JUNE 2010

Almost all Asian markets rose during the month, but they were off their intra-month highs, dragged down by a continuation of fiscal uncertainties in Europe, and the spectre of a weaker-than-expected US economic recovery.  Top gainers in the region were the smaller ASEAN markets like Thailand’s SET and Jakarta’s JCI which rose 6.5% and 5.3%, respectively, in US$ terms. During the month, the Dow Jones fell 3.6%, and the Nasdaq followed suit with a 6.5% decline.  The US dollar was mixed against Asian currencies with the Korean Won and the Indian Rupee weakening by 1.6%. 

Over the last month, Asian markets have held up better than most developed markets but this relative outperformance versus developed markets is likely to disappear, in our view.  In the near term, markets may remain choppy and volatile, but it is increasingly likely that the Eurozone-G3 fiscal deterioration will eventually overwhelm the Asian recovery story. Meanwhile, Asian equity markets have clearly not corrected sufficiently to reflect this potential outcome.  On the contrary, risk appetite is rising in smaller ASEAN markets with many markets recently hitting 52-week highs or all time highs.
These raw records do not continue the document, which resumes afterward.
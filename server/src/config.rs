use clap::Parser;
use figment::{
    providers::{Env, Format, Serialized, Toml},
    Figment,
};
use serde::{Deserialize, Serialize};

/// Resolved runtime configuration.
///
/// Layered precedence: built-in defaults < TOML file < env vars (ARENA_*)
/// < CLI args. Only flags the user actually passed occupy the CLI layer
/// (see `CliOverrides`); everything else falls through.
#[derive(Serialize, Deserialize, Clone, Debug)]
pub struct Config {
    /// Port to listen on
    pub port: u16,
    /// Bind address
    pub bind_address: String,
    /// Runtime environment: "development" or "production"
    pub env: String,
    /// Path to TOML config file
    pub config: String,
    /// Enable structured JSON logging (for Docker/production)
    pub json_logs: bool,
    /// Output a commented TOML config template and exit
    pub generate_config: bool,
    /// HMAC secret for validating client JWTs (required)
    pub jwt_secret: String,
    /// WebSocket endpoint path
    pub ws_path: String,
    /// Redis connection URL (presence store and cluster bus)
    pub redis_url: String,
    /// Kafka bootstrap brokers, comma separated
    pub kafka_brokers: String,
    /// Kafka consumer group id
    pub kafka_consumer_group: String,
    /// Event topics to consume, comma separated
    pub kafka_topics: String,
    /// Serve registry stats on a separate metrics port
    pub metrics_enabled: bool,
    /// Metrics port
    pub metrics_port: u16,
}

/// Command-line flags, every value optional so that only flags actually
/// supplied (or read by clap from their ARENA_* vars) are serialized into
/// the highest-precedence layer. An unset flag is absent from the merge
/// and leaves the TOML/env/default value intact. Flag-style booleans can
/// only assert `true`; left unset they don't override a TOML `true`.
#[derive(Parser, Serialize, Clone, Debug, Default)]
#[command(name = "arena-socket-server", version, about = "Arena real-time socket service")]
struct CliOverrides {
    /// Port to listen on
    #[arg(long, env = "ARENA_PORT")]
    #[serde(skip_serializing_if = "Option::is_none")]
    port: Option<u16>,

    /// Bind address
    #[arg(long, env = "ARENA_BIND_ADDRESS")]
    #[serde(skip_serializing_if = "Option::is_none")]
    bind_address: Option<String>,

    /// Runtime environment: "development" or "production"
    #[arg(long, env = "ARENA_ENV")]
    #[serde(skip_serializing_if = "Option::is_none")]
    env: Option<String>,

    /// Path to TOML config file
    #[arg(long, default_value = "./arena-socket.toml")]
    #[serde(skip)]
    config: String,

    /// Enable structured JSON logging (for Docker/production)
    #[arg(long, env = "ARENA_JSON_LOGS")]
    #[serde(skip_serializing_if = "std::ops::Not::not")]
    json_logs: bool,

    /// Output a commented TOML config template and exit
    #[arg(long)]
    #[serde(skip)]
    generate_config: bool,

    /// HMAC secret for validating client JWTs (required)
    #[arg(long, env = "ARENA_JWT_SECRET")]
    #[serde(skip_serializing_if = "Option::is_none")]
    jwt_secret: Option<String>,

    /// WebSocket endpoint path
    #[arg(long, env = "ARENA_WS_PATH")]
    #[serde(skip_serializing_if = "Option::is_none")]
    ws_path: Option<String>,

    /// Redis connection URL (presence store and cluster bus)
    #[arg(long, env = "ARENA_REDIS_URL")]
    #[serde(skip_serializing_if = "Option::is_none")]
    redis_url: Option<String>,

    /// Kafka bootstrap brokers, comma separated
    #[arg(long, env = "ARENA_KAFKA_BROKERS")]
    #[serde(skip_serializing_if = "Option::is_none")]
    kafka_brokers: Option<String>,

    /// Kafka consumer group id
    #[arg(long, env = "ARENA_KAFKA_CONSUMER_GROUP")]
    #[serde(skip_serializing_if = "Option::is_none")]
    kafka_consumer_group: Option<String>,

    /// Event topics to consume, comma separated
    #[arg(long, env = "ARENA_KAFKA_TOPICS")]
    #[serde(skip_serializing_if = "Option::is_none")]
    kafka_topics: Option<String>,

    /// Serve registry stats on a separate metrics port
    #[arg(long, env = "ARENA_METRICS_ENABLED")]
    #[serde(skip_serializing_if = "std::ops::Not::not")]
    metrics_enabled: bool,

    /// Metrics port
    #[arg(long, env = "ARENA_METRICS_PORT")]
    #[serde(skip_serializing_if = "Option::is_none")]
    metrics_port: Option<u16>,
}

impl Default for Config {
    fn default() -> Self {
        Self {
            port: 8080,
            bind_address: "0.0.0.0".to_string(),
            env: "production".to_string(),
            config: "./arena-socket.toml".to_string(),
            json_logs: false,
            generate_config: false,
            jwt_secret: String::new(),
            ws_path: "/ws".to_string(),
            redis_url: "redis://127.0.0.1:6379/0".to_string(),
            kafka_brokers: "127.0.0.1:9092".to_string(),
            kafka_consumer_group: "arena-socket-service".to_string(),
            kafka_topics: "submission.created,submission.judged,leaderboard.updated,contest.started,contest.ended".to_string(),
            metrics_enabled: false,
            metrics_port: 9090,
        }
    }
}

impl Config {
    /// Load config with layered precedence:
    /// built-in defaults < TOML file < env vars (ARENA_*) < CLI args
    pub fn load() -> Result<Self, figment::Error> {
        let cli = CliOverrides::parse();
        Self::from_layers(Toml::file(&cli.config), cli)
    }

    fn from_layers(
        toml: impl figment::Provider,
        cli: CliOverrides,
    ) -> Result<Self, figment::Error> {
        let config_path = cli.config.clone();
        let generate_config = cli.generate_config;

        let mut config: Config = Figment::new()
            .merge(Serialized::defaults(Config::default()))
            .merge(toml)
            .merge(Env::prefixed("ARENA_"))
            .merge(Serialized::defaults(cli))
            .extract()?;
        config.config = config_path;
        config.generate_config = generate_config;
        Ok(config)
    }

    pub fn is_development(&self) -> bool {
        self.env == "development"
    }

    pub fn kafka_topic_list(&self) -> Vec<String> {
        self.kafka_topics
            .split(',')
            .map(str::trim)
            .filter(|t| !t.is_empty())
            .map(str::to_string)
            .collect()
    }
}

/// Generate a commented TOML config template
pub fn generate_config_template() -> String {
    r#"# Arena Socket Service Configuration
# Place this file at ./arena-socket.toml or specify with --config <path>
# All settings can be overridden via environment variables (ARENA_PORT, etc.)
# or CLI flags (--port, etc.)

# Server port (default: 8080)
# port = 8080

# Bind address (default: 0.0.0.0 — all interfaces)
# bind_address = "0.0.0.0"

# Runtime environment: "development" enables debug logging
# env = "production"

# Enable structured JSON logging for Docker/production
# json_logs = false

# HMAC secret for validating client JWTs (required)
# jwt_secret = ""

# WebSocket endpoint path
# ws_path = "/ws"

# Redis connection URL (presence store and cluster bus)
# redis_url = "redis://127.0.0.1:6379/0"

# Kafka bootstrap brokers, comma separated
# kafka_brokers = "127.0.0.1:9092"

# Kafka consumer group id
# kafka_consumer_group = "arena-socket-service"

# Event topics to consume, comma separated
# kafka_topics = "submission.created,submission.judged,leaderboard.updated,contest.started,contest.ended"

# Serve registry stats on a separate metrics port
# metrics_enabled = false
# metrics_port = 9090
"#
    .to_string()
}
Our cautious tone has been shaped by the following factors. Firstly, the outstanding macro issues of fiscal weakness and sovereign indebtedness are better researched and understood by fixed income or credit analysts/investors and less so by players in the equity markets—as was the case in 2008. Second, recent Eurozone-G3 economic data have been discouraging and reinforce the idea that the economic rebound witnessed earlier this year is fizzling out given the expiration of some government fiscal measures. Third, G3 policy makers are not dealing with or not able to deal with the current fiscal problems in a co-ordinated manner given their respective fiscal problems.  Following the recently concluded meeting, the G20 communiqué made allowances for countries to respond individually, depending on their respective fiscal positions.  With that, the Eurozone has clearly pushed for fiscal consolidation while the US has pushed for growth over fiscal austerity. 
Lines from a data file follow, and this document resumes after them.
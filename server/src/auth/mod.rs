pub mod jwt;

pub use jwt::Claims;

/// Authenticated identity attached to a connection at upgrade time.
/// Immutable for the connection's lifetime.
#[derive(Debug, Clone)]
pub struct Principal {
    pub user_id: String,
    pub email: Option<String>,
    pub role: i64,
}

impl From<Claims> for Principal {
    fn from(claims: Claims) -> Self {
        Self {
            user_id: claims.sub,
            email: claims.email,
            role: claims.role,
        }
    }
}
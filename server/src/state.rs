use std::sync::Arc;

use crate::hub::Hub;
use crate::presence::PresenceManager;

/// Shared application state passed to all handlers via axum State extractor.
#[derive(Clone)]
pub struct AppState {
    /// Connection/room registry and dispatch entry points
    pub hub: Arc<Hub>,
    /// Advisory per-user liveness registry; absent when no shared store is
    /// attached (single-instance and test setups)
    pub presence: Option<PresenceManager>,
    /// HMAC secret for validating client JWTs
    pub jwt_secret: String,
    /// This process's id, stamped on cluster publications and the CONNECTED
    /// greeting
    pub instance_id: String,
    /// WebSocket endpoint path
    pub ws_path: String,
}
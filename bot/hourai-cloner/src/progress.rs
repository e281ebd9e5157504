use crate::service::BoxedGuildService;
use hourai::models::id::ChannelId;
use regex::Regex;

lazy_static! {
    static ref PUNCTUATION_REGEX: Regex = Regex::new(r"[^\w\s]").unwrap();
}

/// Reports the status of a cloning run back to the channel that requested it.
pub struct Progress {
    service: BoxedGuildService,
    channel_id: Option<ChannelId>,
}

impl Progress {
    pub fn new(service: BoxedGuildService, channel_id: Option<ChannelId>) -> Self {
        Self {
            service,
            channel_id,
        }
    }

    /// Posts a status line. Failing to post never interrupts the run.
    pub async fn send(&self, message: &str) {
        if let Some(channel_id) = self.channel_id {
            if let Err(err) = self.service.send_message(channel_id, message).await {
                tracing::debug!("Failed to post progress to {}: {}", channel_id, err);
            }
        }
        tracing::info!("{}", log_line(message));
    }
}

/// Strips emoji and punctuation for the console copy of a status line.
pub fn log_line(message: &str) -> String {
    PUNCTUATION_REGEX.replace_all(message, "").trim().to_owned()
}
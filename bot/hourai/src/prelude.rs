pub use std::{sync::Arc, time::Duration};
pub use tracing::{debug, error, info, warn};
pub mod cdn;

pub use twilight_model::channel;
pub use twilight_model::guild;

pub mod id {
    pub use twilight_model::id::Id;
    use twilight_model::id::marker::*;

    pub type ChannelId = Id<ChannelMarker>;
    pub type EmojiId = Id<EmojiMarker>;
    pub type GuildId = Id<GuildMarker>;
    pub type RoleId = Id<RoleMarker>;
    pub type UserId = Id<UserMarker>;
}
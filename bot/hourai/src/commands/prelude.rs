use super::CommandError;
use anyhow::Result;
use std::str::FromStr;

pub trait ArgumentsExt {
    fn parse_next<T: FromArgument>(&mut self) -> Result<T>;

    fn parse_next_opt<T: FromArgument>(&mut self) -> Option<T> {
        self.parse_next().ok()
    }
}

pub trait FromArgument: Sized {
    type Err: std::error::Error + Send + Sync + 'static;
    fn parse_as(arg: impl AsRef<str>) -> Result<Self, Self::Err>;
}

impl<I, S> ArgumentsExt for I
where
    I: Iterator<Item = S>,
    S: AsRef<str>,
{
    fn parse_next<T: FromArgument>(&mut self) -> Result<T> {
        if let Some(arg) = self.next() {
            T::parse_as(arg.as_ref())
                .map_err(|err| CommandError::InvalidArgument(format!("{}: {}", arg.as_ref(), err)).into())
        } else {
            anyhow::bail!(CommandError::MissingArgument)
        }
    }
}

impl<T: FromStr> FromArgument for T
where
    <T as FromStr>::Err: std::error::Error + Send + Sync + 'static,
{
    type Err = <T as FromStr>::Err;
    fn parse_as(arg: impl AsRef<str>) -> Result<Self, Self::Err> {
        arg.as_ref().parse()
    }
}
For Asian stock markets to hold up against the Eurozone-G3 deterioration, we foresee three possible policy actions: i) China must reverse its current tightening stance; ii) Asian policy makers must put renewed emphasis on a second round of fiscal stimulus; and iii) Asian nations, with their high trade surpluses, must allow their currencies to appreciate (we should caution that, traditionally, Asian policy makers have weakened—and not strengthened—their currencies during periods of global downturns in order to be able to export more competitively).  We believe that the political will to make this happen may come only after equity markets have corrected. 
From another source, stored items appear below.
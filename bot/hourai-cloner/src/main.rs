#[macro_use]
extern crate lazy_static;

mod assets;
mod cloner;
mod conversation;
mod emojis;
mod guild;
mod identity;
mod progress;
mod reset;
mod roles;
mod service;
mod stats;
mod structure;

#[cfg(test)]
mod testing;

use crate::{
    assets::{BoxedAssetSource, HttpAssetFetcher},
    cloner::{CloneJob, ServerCloner},
    conversation::{Conversations, Reply},
    service::{BoxedGuildService, TwilightService},
};
use futures::stream::StreamExt;
use hourai::{
    config,
    gateway::{Event, EventTypeFlags, Intents},
    init,
    models::{
        channel::Message,
        id::{ChannelId, UserId},
    },
    prelude::*,
};
use tokio::time::Instant;

const BOT_INTENTS: Intents = Intents::from_bits_truncate(
    Intents::GUILDS.bits()
        | Intents::GUILD_MESSAGES.bits()
        | Intents::DIRECT_MESSAGES.bits()
        | Intents::MESSAGE_CONTENT.bits(),
);

const BOT_EVENTS: EventTypeFlags = EventTypeFlags::from_bits_truncate(
    EventTypeFlags::READY.bits() | EventTypeFlags::MESSAGE_CREATE.bits(),
);

#[tokio::main]
async fn main() {
    let config = config::load_config(config::get_config_path().as_ref())
        .expect("Failed to load the bot config");

    init::init(&config);
    let http_client = Arc::new(init::http_client(&config));

    let user = http_client
        .current_user()
        .await
        .expect("Current user should not fail to load.")
        .model()
        .await
        .expect("Failed to deserialize bot CurrentUser.");

    let service: BoxedGuildService = Arc::new(TwilightService::new(
        http_client.clone(),
        user.id,
        config.cloner.icon_size,
    ));
    let assets: BoxedAssetSource = Arc::new(HttpAssetFetcher::new(reqwest::Client::new()));

    let client = Client(Arc::new(ClientRef {
        cloner: ServerCloner::new(service, assets, config.cloner.clone()),
        conversations: Arc::new(Conversations::new(
            config.command_prefix.clone(),
            config.cloner.confirmation_timeout(),
        )),
    }));

    let (gateway, mut events) = init::cluster(&config, BOT_INTENTS, http_client.clone())
        .event_types(BOT_EVENTS)
        .build()
        .await
        .expect("Failed to connect to the Discord gateway");
    let gateway = Arc::new(gateway);

    info!("Starting gateway...");
    gateway.up().await;
    info!("Client started.");

    tokio::spawn(client.clone().purge_conversations(config.cloner.confirmation_timeout()));

    loop {
        tokio::select! {
            _ = tokio::signal::ctrl_c() => { break; }
            res = events.next() => {
                if let Some((shard_id, evt)) = res {
                    client.consume_event(shard_id, evt);
                } else {
                    break;
                }
            }
        }
    }

    info!("Shutting down gateway...");
    gateway.down();
    info!("Client stopped.");
}

struct ClientRef {
    pub cloner: ServerCloner,
    pub conversations: Arc<Conversations>,
}

#[derive(Clone)]
pub struct Client(Arc<ClientRef>);

impl Client {
    fn consume_event(&self, shard_id: u64, event: Event) {
        match event {
            Event::Ready(evt) => {
                info!("Shard {} ready as {}", shard_id, evt.user.name);
            }
            Event::MessageCreate(evt) => self.on_message_create(evt.0),
            _ => {}
        }
    }

    /// Advances the requester's dialogue in place so that replies are handled
    /// in the order they arrive. Network work is pushed onto separate tasks.
    fn on_message_create(&self, msg: Message) {
        if msg.author.bot {
            return;
        }
        let reply = self.0.conversations.handle(
            msg.author.id,
            msg.channel_id,
            &msg.content,
            Instant::now(),
        );
        match reply {
            Reply::Ignore => {}
            Reply::Prompt(prompt) => {
                tokio::spawn(self.clone().send_prompt(msg.channel_id, prompt));
            }
            Reply::Start(job) => {
                tokio::spawn(self.clone().run_clone(msg.author.id, msg.channel_id, job));
            }
        }
    }

    async fn send_prompt(self, channel_id: ChannelId, prompt: &'static str) {
        let result = self
            .0
            .cloner
            .service()
            .send_message(channel_id, prompt)
            .await;
        if let Err(err) = result {
            error!("Error while prompting in {}: {} ({:?})", channel_id, err, err);
        }
    }

    async fn run_clone(self, user_id: UserId, channel_id: ChannelId, job: CloneJob) {
        let _request = self.0.conversations.release_on_drop(user_id);
        info!("{} started cloning {} into {}", user_id, job.source, job.target);
        let progress = self.0.cloner.progress(Some(channel_id));
        match self.0.cloner.clone_server(&job, &progress).await {
            Ok(report) => {
                info!(
                    "Finished cloning {} into {}: {} (mapped roles: {}, reordered: {})",
                    job.source,
                    job.target,
                    report.stats,
                    report.roles.len(),
                    report.reordered
                );
            }
            Err(err) => {
                error!(
                    "Error while cloning {} into {}: {} ({:?})",
                    job.source, job.target, err, err
                );
                progress.send(&format!("❌ Clone failed: {}", err)).await;
            }
        }
    }

    async fn purge_conversations(self, period: Duration) {
        let period = period.max(Duration::from_secs(1));
        loop {
            tokio::time::sleep(period).await;
            let purged = self.0.conversations.purge_expired(Instant::now());
            if purged > 0 {
                debug!("Dropped {} expired clone requests", purged);
            }
        }
    }
}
We continue to hold a cautious view and can afford to be opportunistic during these times of volatility.  We prefer countries where valuations have fallen below their historical mean which include Hong Kong/China, Singapore and Korea.  We will continue to seek for value stocks in sectors that include selective commodities for the play in China and India domestic consumption, consumer-related play, as well as infrastructure and building materials that benefit from the fiscal stimulus programmes of the various countries. 

 

                                                                                                            

Disclaimer : Information herein has been obtained from and is based upon sources Pheim Unit Trusts believe to be reliable, we do not guarantee its accuracy and it may be incomplete or condensed. All opinions and estimates constitute Pheim Unit Trusts’ judgment as of the date of the report and are subject to change without notice. This report is for informational purposes only and is not intended as an offer or solicitation for the purchase or sale of units.